**Task statement**:
Using the records below, find every line that includes "Getters" and copy it.

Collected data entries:
--- START ---

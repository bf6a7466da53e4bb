use super::{AnthropicMessage, AnthropicRequest, AnthropicResponse};
use crate::http::{DEFAULT_REQUEST_TIMEOUT, build_http_client, ensure_success, transport_error};
use herald_error::{GenerationError, GenerationErrorKind, GenerationResult};
use herald_interface::TextCompletion;
use reqwest::Client;
use tracing::{debug, error, instrument};

const ANTHROPIC_API_URL: &str = "https://api.anthropic.com/v1/messages";
const ANTHROPIC_VERSION: &str = "2023-06-01";
const MAX_TOKENS: u32 = 2000;

/// Model used when `ANTHROPIC_MODEL` is not set.
pub const ANTHROPIC_DEFAULT_MODEL: &str = "claude-sonnet-4-20250514";

/// Anthropic API client.
#[derive(Debug, Clone)]
pub struct AnthropicClient {
    client: Client,
    api_key: String,
    model: String,
    endpoint: String,
}

impl AnthropicClient {
    /// Creates a new Anthropic client.
    ///
    /// # Arguments
    ///
    /// * `api_key` - Anthropic API key
    /// * `model` - Model identifier (e.g., "claude-sonnet-4-20250514")
    ///
    /// # Errors
    ///
    /// Returns `MissingApiKey` for an empty key.
    pub fn new(api_key: impl Into<String>, model: impl Into<String>) -> GenerationResult<Self> {
        let api_key = api_key.into();
        if api_key.trim().is_empty() {
            return Err(GenerationError::new(GenerationErrorKind::MissingApiKey(
                "anthropic".to_string(),
            )));
        }
        debug!("Creating new Anthropic client");
        Ok(Self {
            client: build_http_client(DEFAULT_REQUEST_TIMEOUT)?,
            api_key,
            model: model.into(),
            endpoint: ANTHROPIC_API_URL.to_string(),
        })
    }

    /// Point the client at a different messages endpoint.
    pub fn with_endpoint(mut self, endpoint: impl Into<String>) -> Self {
        self.endpoint = endpoint.into();
        self
    }

    /// Build the request body for a single-turn prompt.
    pub fn build_request(&self, prompt: &str) -> GenerationResult<AnthropicRequest> {
        AnthropicRequest::builder()
            .model(self.model.clone())
            .max_tokens(MAX_TOKENS)
            .messages(vec![AnthropicMessage::user(prompt)])
            .build()
            .map_err(|e| GenerationError::new(GenerationErrorKind::Decode(e.to_string())))
    }

    /// Sends a request to the Anthropic API.
    #[instrument(skip(self, request), fields(model = %request.model()))]
    pub async fn send(&self, request: &AnthropicRequest) -> GenerationResult<AnthropicResponse> {
        debug!("Sending request to Anthropic API");

        let response = self
            .client
            .post(&self.endpoint)
            .header("x-api-key", &self.api_key)
            .header("anthropic-version", ANTHROPIC_VERSION)
            .header("content-type", "application/json")
            .json(request)
            .send()
            .await
            .map_err(|e| transport_error("anthropic", e))?;

        let response = ensure_success("anthropic", response).await?;

        let parsed: AnthropicResponse = response.json().await.map_err(|e| {
            error!(error = ?e, "Failed to parse Anthropic response");
            GenerationError::new(GenerationErrorKind::Decode(format!(
                "Failed to parse response: {}",
                e
            )))
        })?;

        debug!(response_id = %parsed.id(), "Received response from Anthropic");
        Ok(parsed)
    }
}

#[async_trait::async_trait]
impl TextCompletion for AnthropicClient {
    #[instrument(skip(self, prompt), fields(provider = "anthropic", prompt_len = prompt.len()))]
    async fn complete(&self, prompt: &str) -> GenerationResult<String> {
        let request = self.build_request(prompt)?;
        let text = self.send(&request).await?.text();
        if text.trim().is_empty() {
            return Err(GenerationError::new(GenerationErrorKind::EmptyResponse));
        }
        Ok(text)
    }

    fn provider_name(&self) -> &'static str {
        "anthropic"
    }

    fn model_name(&self) -> &str {
        &self.model
    }
}

#[cfg(test)]
mod tests {
    use super::*;

    #[test]
    fn test_request_shape() {
        let client = AnthropicClient::new("key", ANTHROPIC_DEFAULT_MODEL).unwrap();
        let request = client.build_request("hello").unwrap();
        let value = serde_json::to_value(&request).unwrap();

        assert_eq!(value["model"], "claude-sonnet-4-20250514");
        assert_eq!(value["max_tokens"], 2000);
        assert_eq!(value["messages"][0]["role"], "user");
        assert_eq!(value["messages"][0]["content"], "hello");
    }

    #[test]
    fn test_empty_key_rejected() {
        let err = AnthropicClient::new("  ", "m").unwrap_err();
        assert!(matches!(err.kind, GenerationErrorKind::MissingApiKey(_)));
    }
}
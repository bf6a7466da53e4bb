//! Reddit OAuth API integration.

mod api;
mod publisher;

pub use api::{
    HttpRedditApi, RedditAccount, RedditApi, RedditCredentials, RedditCredentialsBuilder,
    RedditSubmission, SubredditInfo,
};
pub use publisher::RedditPublisher;
//! Error types for Herald.
//!
//! This crate provides the foundation error types used throughout the Herald workspace.
//!
//! # Error Hierarchy
//!
//! All errors follow the `ErrorKind` + wrapper struct pattern:
//! - `*ErrorKind` enum defines specific error conditions
//! - `*Error` struct wraps the kind with source location tracking
//! - All errors use `#[track_caller]` for automatic location capture
//!
//! # Examples
//!
//! ```
//! use herald_error::{ConfigError, HeraldResult};
//!
//! fn load() -> HeraldResult<String> {
//!     Err(ConfigError::new("AI_PROVIDER is not set"))?
//! }
//!
//! assert!(load().is_err());
//! ```

#![forbid(unsafe_code)]
#![warn(missing_docs)]

mod config;
mod error;
mod generation;
mod publish;
mod retry;
mod storage;

pub use config::ConfigError;
pub use error::{HeraldError, HeraldErrorKind, HeraldResult};
pub use generation::{GenerationError, GenerationErrorKind, GenerationResult};
pub use publish::{PublishError, PublishErrorKind, PublishResult};
pub use retry::RetryableError;
pub use storage::{StorageError, StorageErrorKind, StorageResult};
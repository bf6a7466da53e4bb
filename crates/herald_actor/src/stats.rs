//! Aggregates over the post history.

use chrono::{DateTime, Utc};
use derive_getters::Getters;
use herald_core::{HistoryEntry, Platform, PostHistory};
use std::collections::{BTreeMap, BTreeSet};

/// Success and failure counts for one platform.
#[derive(Debug, Clone, Copy, Default, PartialEq, Eq, Getters)]
pub struct PlatformStats {
    /// Successful results
    success: usize,
    /// Failed results
    failed: usize,
}

impl PlatformStats {
    /// Total results recorded.
    pub fn total(&self) -> usize {
        self.success + self.failed
    }

    /// Success rate as a percentage, 0 when nothing was recorded.
    pub fn rate(&self) -> f64 {
        match self.total() {
            0 => 0.0,
            total => self.success as f64 * 100.0 / total as f64,
        }
    }
}

/// Summary of a post history.
///
/// # Examples
///
/// ```
/// use herald_actor::HistoryStats;
/// use herald_core::{HistoryEntry, Platform, PlatformResult, PostHistory};
///
/// let mut history = PostHistory::default();
/// history.append(
///     HistoryEntry::at(1, "Idea", chrono::Utc::now(), vec![
///         PlatformResult::success(Platform::Reddit),
///         PlatformResult::failure(Platform::Twitter, "boom"),
///     ]),
///     1,
/// );
///
/// let stats = HistoryStats::from_history(&history);
/// assert_eq!(*stats.total_success(), 1);
/// assert_eq!(*stats.total_failed(), 1);
/// ```
#[derive(Debug, Clone, PartialEq, Getters)]
pub struct HistoryStats {
    /// Number of history entries
    total_posts: usize,
    /// Time of the last ledger write
    last_updated: DateTime<Utc>,
    /// Per-platform counts
    platforms: BTreeMap<Platform, PlatformStats>,
    /// Successful results across platforms
    total_success: usize,
    /// Failed results across platforms
    total_failed: usize,
    /// Distinct idea ids used
    unique_ideas: usize,
}

impl HistoryStats {
    /// Aggregate a history.
    pub fn from_history(history: &PostHistory) -> Self {
        let mut platforms: BTreeMap<Platform, PlatformStats> = BTreeMap::new();
        let mut ideas = BTreeSet::new();

        for entry in history.posts() {
            ideas.insert(*entry.idea_id());
            for result in entry.results() {
                let counts = platforms.entry(*result.platform()).or_default();
                if result.is_success() {
                    counts.success += 1;
                } else {
                    counts.failed += 1;
                }
            }
        }

        let total_success = platforms.values().map(|s| s.success).sum();
        let total_failed = platforms.values().map(|s| s.failed).sum();

        Self {
            total_posts: history.posts().len(),
            last_updated: *history.last_updated(),
            platforms,
            total_success,
            total_failed,
            unique_ideas: ideas.len(),
        }
    }

    /// Counts across all platforms.
    pub fn overall(&self) -> PlatformStats {
        PlatformStats {
            success: self.total_success,
            failed: self.total_failed,
        }
    }
}

/// One-line rendering of a history entry for listings.
///
/// A check mark means every platform succeeded.
pub fn describe_entry(entry: &HistoryEntry) -> String {
    let mark = if !entry.results().is_empty() && entry.results().iter().all(|r| r.is_success()) {
        "✓"
    } else {
        "✗"
    };
    let platforms: Vec<String> = entry
        .results()
        .iter()
        .map(|r| r.platform().to_string())
        .collect();
    format!(
        "{} [{}] #{} {} ({})",
        mark,
        entry.timestamp().format("%Y-%m-%d %H:%M"),
        entry.idea_id(),
        entry.idea(),
        platforms.join(", ")
    )
}
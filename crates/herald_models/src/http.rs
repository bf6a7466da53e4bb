//! Shared HTTP plumbing for provider clients.

use herald_error::{GenerationError, GenerationErrorKind};
use reqwest::{Client, Response};
use std::time::Duration;
use tracing::error;

/// Request timeout applied to every provider call.
pub const DEFAULT_REQUEST_TIMEOUT: Duration = Duration::from_secs(120);

/// Build a reqwest client with the given timeout.
///
/// # Errors
///
/// Returns a transport error if the TLS backend cannot be initialised.
pub fn build_http_client(timeout: Duration) -> Result<Client, GenerationError> {
    Client::builder()
        .timeout(timeout)
        .build()
        .map_err(|e| GenerationError::new(GenerationErrorKind::Transport(e.to_string())))
}

/// Map a send failure to a transport error.
#[track_caller]
pub(crate) fn transport_error(provider: &str, e: reqwest::Error) -> GenerationError {
    error!(provider, error = ?e, "Failed to send request");
    GenerationError::new(GenerationErrorKind::Transport(format!(
        "{} request failed: {}",
        provider, e
    )))
}

/// Turn a non-success response into a provider error.
pub(crate) async fn ensure_success(
    provider: &str,
    response: Response,
) -> Result<Response, GenerationError> {
    if response.status().is_success() {
        return Ok(response);
    }
    let status = response.status();
    let body = response.text().await.unwrap_or_default();
    error!(provider, status = %status, body = %body, "Provider returned error");
    Err(GenerationError::new(GenerationErrorKind::Provider {
        status: status.as_u16(),
        message: body,
    }))
}
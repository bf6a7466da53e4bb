//! Scheduling for Herald post cycles.
//!
//! Operators configure wall-clock times of day (`HH:MM`). Each time becomes a
//! daily cron expression, and the [`CycleScheduler`] spawns one task per time
//! that fires the supplied job on the local clock.
//!
//! # Example
//!
//! ```
//! use herald_server::{ScheduleTime, parse_schedule_times};
//!
//! let times = parse_schedule_times("09:00, 15:30").unwrap();
//! assert_eq!(times[1], ScheduleTime::new(15, 30).unwrap());
//! assert_eq!(times[1].cron_expression(), "30 15 * * *");
//! ```

#![forbid(unsafe_code)]
#![warn(missing_docs)]

mod schedule;
mod scheduler;

pub use schedule::{ScheduleTime, parse_schedule_times};
pub use scheduler::CycleScheduler;
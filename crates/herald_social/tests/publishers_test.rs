use async_trait::async_trait;
use herald_core::{GeneratedContent, Platform, Tweet};
use herald_error::{PublishError, PublishErrorKind, PublishResult};
use herald_interface::Publisher;
use herald_rate_limit::RetryPolicyBuilder;
use herald_social::{
    BloggerApi, BloggerBlog, BloggerPost, BloggerPublisher, DEFAULT_LIST_LIMIT, PublisherSettings,
    PublisherSettingsBuilder, RedditAccount, RedditApi, RedditPublisher, RedditSubmission,
    SubredditInfo, TwitterApi, TwitterPacing, TwitterPublisher,
};
use std::sync::atomic::{AtomicUsize, Ordering};
use std::sync::{Arc, Mutex};
use std::time::Duration;

// ============================================================================
// Test doubles
// ============================================================================

#[derive(Default)]
struct RecordingTwitter {
    posted: Mutex<Vec<(String, Option<String>)>>,
    transient_failures: AtomicUsize,
}

#[async_trait]
impl TwitterApi for RecordingTwitter {
    async fn post_tweet(&self, text: &str, reply_to: Option<&str>) -> PublishResult<String> {
        if self.transient_failures.load(Ordering::SeqCst) > 0 {
            self.transient_failures.fetch_sub(1, Ordering::SeqCst);
            return Err(PublishError::new(PublishErrorKind::Transport(
                "connection reset".to_string(),
            )));
        }
        let mut posted = self.posted.lock().unwrap();
        posted.push((text.to_string(), reply_to.map(str::to_string)));
        Ok(format!("tweet-{}", posted.len()))
    }

    async fn me(&self) -> PublishResult<String> {
        Ok("herald_bot".to_string())
    }
}

#[derive(Default)]
struct RecordingReddit {
    calls: AtomicUsize,
}

#[async_trait]
impl RedditApi for RecordingReddit {
    async fn submit_self_post(
        &self,
        subreddit: &str,
        _title: &str,
        _body: &str,
    ) -> PublishResult<RedditSubmission> {
        self.calls.fetch_add(1, Ordering::SeqCst);
        Ok(RedditSubmission::new(
            "abc123",
            format!("https://www.reddit.com/r/{}/comments/abc123/", subreddit),
        ))
    }

    async fn me(&self) -> PublishResult<RedditAccount> {
        self.calls.fetch_add(1, Ordering::SeqCst);
        Ok(RedditAccount::new("herald_bot", 10, 5))
    }

    async fn subreddit_info(&self, subreddit: &str) -> PublishResult<SubredditInfo> {
        self.calls.fetch_add(1, Ordering::SeqCst);
        Ok(SubredditInfo::new(subreddit, 1200, "Test community"))
    }
}

#[derive(Default)]
struct RecordingBlogger {
    inserted: Mutex<Vec<(String, String, Vec<String>)>>,
}

#[async_trait]
impl BloggerApi for RecordingBlogger {
    async fn insert_post(
        &self,
        title: &str,
        html: &str,
        labels: &[String],
    ) -> PublishResult<BloggerPost> {
        self.inserted
            .lock()
            .unwrap()
            .push((title.to_string(), html.to_string(), labels.to_vec()));
        Ok(BloggerPost::new("42", "https://blog.example.com/42", title))
    }

    async fn blog(&self) -> PublishResult<BloggerBlog> {
        Ok(BloggerBlog::new("Herald Notes", "https://blog.example.com"))
    }

    async fn list_posts(&self, max_results: usize) -> PublishResult<Vec<BloggerPost>> {
        let inserted = self.inserted.lock().unwrap();
        Ok(inserted
            .iter()
            .rev()
            .take(max_results)
            .enumerate()
            .map(|(i, (title, _, _))| {
                BloggerPost::new(i.to_string(), format!("https://blog.example.com/{}", i), title)
            })
            .collect())
    }
}

fn live() -> PublisherSettings {
    PublisherSettingsBuilder::default()
        .retry(
            RetryPolicyBuilder::default()
                .max_retries(2usize)
                .initial_backoff_ms(1u64)
                .max_delay(Duration::from_millis(2))
                .build()
                .unwrap(),
        )
        .build()
        .unwrap()
}

fn dry_run() -> PublisherSettings {
    PublisherSettingsBuilder::default().dry_run(true).build().unwrap()
}

fn thread(texts: &[&str]) -> GeneratedContent {
    GeneratedContent::Thread {
        tweets: texts.iter().map(|t| Tweet::new(*t)).collect(),
    }
}

// ============================================================================
// Twitter
// ============================================================================

#[tokio::test(start_paused = true)]
async fn test_live_thread_waits_between_tweets_only() {
    let api = Arc::new(RecordingTwitter::default());
    let pacing = TwitterPacing::default();
    let publisher = TwitterPublisher::new(Some(api.clone()), live());

    let started = tokio::time::Instant::now();
    let result = publisher.publish(&thread(&["one", "two", "three"])).await.unwrap();
    let elapsed = started.elapsed();

    assert!(result.is_success());
    assert_eq!(api.posted.lock().unwrap().len(), 3);
    assert!(elapsed >= pacing.tweet_gap * 2, "elapsed {:?}", elapsed);
    assert!(elapsed < pacing.tweet_gap * 3, "elapsed {:?}", elapsed);
}

#[tokio::test(start_paused = true)]
async fn test_live_single_tweet_does_not_wait() {
    let api = Arc::new(RecordingTwitter::default());
    let publisher = TwitterPublisher::new(Some(api.clone()), live());

    let started = tokio::time::Instant::now();
    publisher.publish(&thread(&["only"])).await.unwrap();

    assert!(started.elapsed() < Duration::from_secs(1), "elapsed {:?}", started.elapsed());
}

#[tokio::test(start_paused = true)]
async fn test_dry_run_thread_waits_after_every_tweet() {
    let api = Arc::new(RecordingTwitter::default());
    let pacing = TwitterPacing::default();
    let publisher = TwitterPublisher::new(Some(api.clone()), dry_run());

    let started = tokio::time::Instant::now();
    let result = publisher.publish(&thread(&["one", "two", "three"])).await.unwrap();
    let elapsed = started.elapsed();

    assert!(*result.dry_run());
    assert!(api.posted.lock().unwrap().is_empty());
    assert!(elapsed >= pacing.dry_run_gap * 3, "elapsed {:?}", elapsed);
    assert!(elapsed < pacing.dry_run_gap * 3 + Duration::from_secs(1), "elapsed {:?}", elapsed);
}

#[tokio::test]
async fn test_thread_replies_chain_in_order() {
    let api = Arc::new(RecordingTwitter::default());
    let publisher =
        TwitterPublisher::new(Some(api.clone()), live()).with_pacing(TwitterPacing::none());

    let result = publisher.publish(&thread(&["one", "two", "three"])).await.unwrap();

    assert!(result.is_success());
    assert_eq!(*result.count(), Some(3));
    let posted = api.posted.lock().unwrap().clone();
    assert_eq!(posted[0], ("one".to_string(), None));
    assert_eq!(posted[1], ("two".to_string(), Some("tweet-1".to_string())));
    assert_eq!(posted[2], ("three".to_string(), Some("tweet-2".to_string())));
    let ids: Vec<String> = result.results().clone().unwrap().into_iter().map(|t| t.id).collect();
    assert_eq!(ids, vec!["tweet-1", "tweet-2", "tweet-3"]);
}

#[tokio::test]
async fn test_long_tweet_is_truncated_before_posting() {
    let api = Arc::new(RecordingTwitter::default());
    let publisher =
        TwitterPublisher::new(Some(api.clone()), live()).with_pacing(TwitterPacing::none());

    let long = "x".repeat(300);
    publisher.publish(&GeneratedContent::text(long)).await.unwrap();

    let posted = api.posted.lock().unwrap().clone();
    assert_eq!(posted.len(), 1);
    assert_eq!(posted[0].0.chars().count(), 250);
    assert!(posted[0].0.ends_with("..."));
}

#[tokio::test]
async fn test_transient_tweet_failure_retries_single_request() {
    let api = Arc::new(RecordingTwitter::default());
    api.transient_failures.store(1, Ordering::SeqCst);
    let publisher =
        TwitterPublisher::new(Some(api.clone()), live()).with_pacing(TwitterPacing::none());

    publisher.publish(&thread(&["a", "b"])).await.unwrap();

    let posted = api.posted.lock().unwrap().clone();
    assert_eq!(posted.len(), 2, "no tweet may be posted twice");
}

#[tokio::test]
async fn test_twitter_dry_run_makes_no_calls() {
    let api = Arc::new(RecordingTwitter::default());
    let publisher =
        TwitterPublisher::new(Some(api.clone()), dry_run()).with_pacing(TwitterPacing::none());

    let result = publisher.publish(&thread(&["a", "b"])).await.unwrap();

    assert!(api.posted.lock().unwrap().is_empty());
    assert!(*result.dry_run());
    let results = result.results().clone().unwrap();
    assert!(results.iter().all(|t| t.id.starts_with("dry-run-")));
}

#[tokio::test]
async fn test_twitter_rejects_post_content() {
    let api = Arc::new(RecordingTwitter::default());
    let publisher = TwitterPublisher::new(Some(api), live()).with_pacing(TwitterPacing::none());
    let err = publisher
        .publish(&GeneratedContent::Post {
            title: "t".to_string(),
            body: "b".to_string(),
        })
        .await
        .unwrap_err();
    assert!(matches!(err.kind, PublishErrorKind::Validation(_)));
}

#[tokio::test]
async fn test_missing_client_is_not_enabled() {
    let publisher = TwitterPublisher::new(None, live());
    assert!(!publisher.is_enabled());
    let err = publisher.publish(&thread(&["a"])).await.unwrap_err();
    assert_eq!(err.message(), "Twitter client not initialized");
}

#[tokio::test]
async fn test_disabled_flag_wins_over_credentials() {
    let settings = PublisherSettingsBuilder::default().enabled(false).build().unwrap();
    let publisher = TwitterPublisher::new(Some(Arc::new(RecordingTwitter::default())), settings);
    assert!(!publisher.is_enabled());
}

// ============================================================================
// Reddit
// ============================================================================

#[tokio::test]
async fn test_reddit_validation_precedes_network() {
    let api = Arc::new(RecordingReddit::default());
    let publisher = RedditPublisher::new(Some(api.clone()), dry_run(), vec!["test".to_string()]);

    let err = publisher
        .publish(&GeneratedContent::Post {
            title: "Title".to_string(),
            body: "   ".to_string(),
        })
        .await
        .unwrap_err();

    assert_eq!(err.message(), "Reddit post requires both title and body");
    assert_eq!(api.calls.load(Ordering::SeqCst), 0);
}

#[tokio::test]
async fn test_reddit_dry_run_result() {
    let api = Arc::new(RecordingReddit::default());
    let publisher = RedditPublisher::new(Some(api.clone()), dry_run(), vec!["rust".to_string()]);

    let result = publisher
        .publish(&GeneratedContent::Post {
            title: "Title".to_string(),
            body: "Body".to_string(),
        })
        .await
        .unwrap();

    assert_eq!(result.url().as_deref(), Some("https://reddit.com/r/rust/"));
    assert_eq!(result.subreddit().as_deref(), Some("rust"));
    assert!(*result.dry_run());
    assert_eq!(api.calls.load(Ordering::SeqCst), 0);
}

#[tokio::test]
async fn test_reddit_explicit_subreddit_and_random_choice() {
    let api = Arc::new(RecordingReddit::default());
    let subs = vec!["a".to_string(), "b".to_string(), "c".to_string()];
    let publisher = RedditPublisher::new(Some(api.clone()), live(), subs.clone());
    let post = GeneratedContent::Post {
        title: "Title".to_string(),
        body: "Body".to_string(),
    };

    let explicit = publisher.publish_to(&post, Some("explicit")).await.unwrap();
    assert_eq!(explicit.subreddit().as_deref(), Some("explicit"));
    assert_eq!(explicit.post_id().as_deref(), Some("abc123"));

    for _ in 0..10 {
        let result = publisher.publish(&post).await.unwrap();
        assert!(subs.contains(result.subreddit().as_ref().unwrap()));
    }
}

#[tokio::test]
async fn test_reddit_verify_reports_karma() {
    let publisher = RedditPublisher::new(
        Some(Arc::new(RecordingReddit::default())),
        live(),
        vec!["test".to_string()],
    );
    let status = publisher.verify_credentials().await.unwrap();
    assert_eq!(status.account(), "u/herald_bot");
    assert_eq!(status.details().as_deref(), Some("karma: 15"));
    assert_eq!(*status.platform(), Platform::Reddit);
}

// ============================================================================
// Blogger
// ============================================================================

#[tokio::test]
async fn test_blogger_converts_markdown_before_insert() {
    let api = Arc::new(RecordingBlogger::default());
    let publisher = BloggerPublisher::new(Some(api.clone()), live());

    let result = publisher
        .publish(&GeneratedContent::Article {
            title: "Title".to_string(),
            content: "# Title\n\nBody text".to_string(),
            labels: vec!["rust".to_string()],
        })
        .await
        .unwrap();

    let inserted = api.inserted.lock().unwrap().clone();
    assert_eq!(inserted[0].1, "<h1>Title</h1>\n<p>Body text</p>");
    assert_eq!(inserted[0].2, vec!["rust".to_string()]);
    assert_eq!(result.post_id().as_deref(), Some("42"));
    assert_eq!(result.url().as_deref(), Some("https://blog.example.com/42"));
}

#[tokio::test]
async fn test_blogger_dry_run_reports_title() {
    let api = Arc::new(RecordingBlogger::default());
    let publisher = BloggerPublisher::new(Some(api.clone()), dry_run());

    let result = publisher
        .publish(&GeneratedContent::Article {
            title: "Would-be title".to_string(),
            content: "Body".to_string(),
            labels: vec![],
        })
        .await
        .unwrap();

    assert_eq!(result.title().as_deref(), Some("Would-be title"));
    assert!(*result.dry_run());
    assert!(api.inserted.lock().unwrap().is_empty());
}

#[tokio::test]
async fn test_blogger_requires_title_and_content() {
    let publisher = BloggerPublisher::new(Some(Arc::new(RecordingBlogger::default())), live());
    let err = publisher
        .publish(&GeneratedContent::text("prose only"))
        .await
        .unwrap_err();
    assert_eq!(err.message(), "Blogger post requires both title and content");
}

// ============================================================================
// Read-side helpers
// ============================================================================

#[tokio::test]
async fn test_subreddit_info_strips_prefix() {
    let api = Arc::new(RecordingReddit::default());
    let publisher = RedditPublisher::new(Some(api.clone()), live(), vec!["test".to_string()]);

    let info = publisher.subreddit_info("r/rust").await.unwrap();

    assert_eq!(info.name(), "rust");
    assert_eq!(*info.subscribers(), 1200);
    assert_eq!(api.calls.load(Ordering::SeqCst), 1);
}

#[tokio::test]
async fn test_subreddit_info_requires_credentials() {
    let publisher = RedditPublisher::new(None, live(), vec!["test".to_string()]);

    let err = publisher.subreddit_info("rust").await.unwrap_err();
    assert!(matches!(err.kind, PublishErrorKind::NotConfigured(_)));
}

#[tokio::test]
async fn test_list_posts_newest_first_within_limit() {
    let api = Arc::new(RecordingBlogger::default());
    let publisher = BloggerPublisher::new(Some(api.clone()), live());
    for title in ["First", "Second", "Third"] {
        let article = GeneratedContent::Article {
            title: title.to_string(),
            content: "Body".to_string(),
            labels: vec![],
        };
        publisher.publish(&article).await.unwrap();
    }

    let posts = publisher.list_posts(2).await.unwrap();
    let titles: Vec<&str> = posts.iter().map(|p| p.title().as_str()).collect();
    assert_eq!(titles, vec!["Third", "Second"]);

    let all = publisher.list_posts(DEFAULT_LIST_LIMIT).await.unwrap();
    assert_eq!(all.len(), 3);
}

--- END ---

**Output for this exercise**:
use derive_getters::Getters;
#[derive(Debug, Clone, Copy, Default, PartialEq, Eq, Getters)]
#[derive(Debug, Clone, PartialEq, Getters)]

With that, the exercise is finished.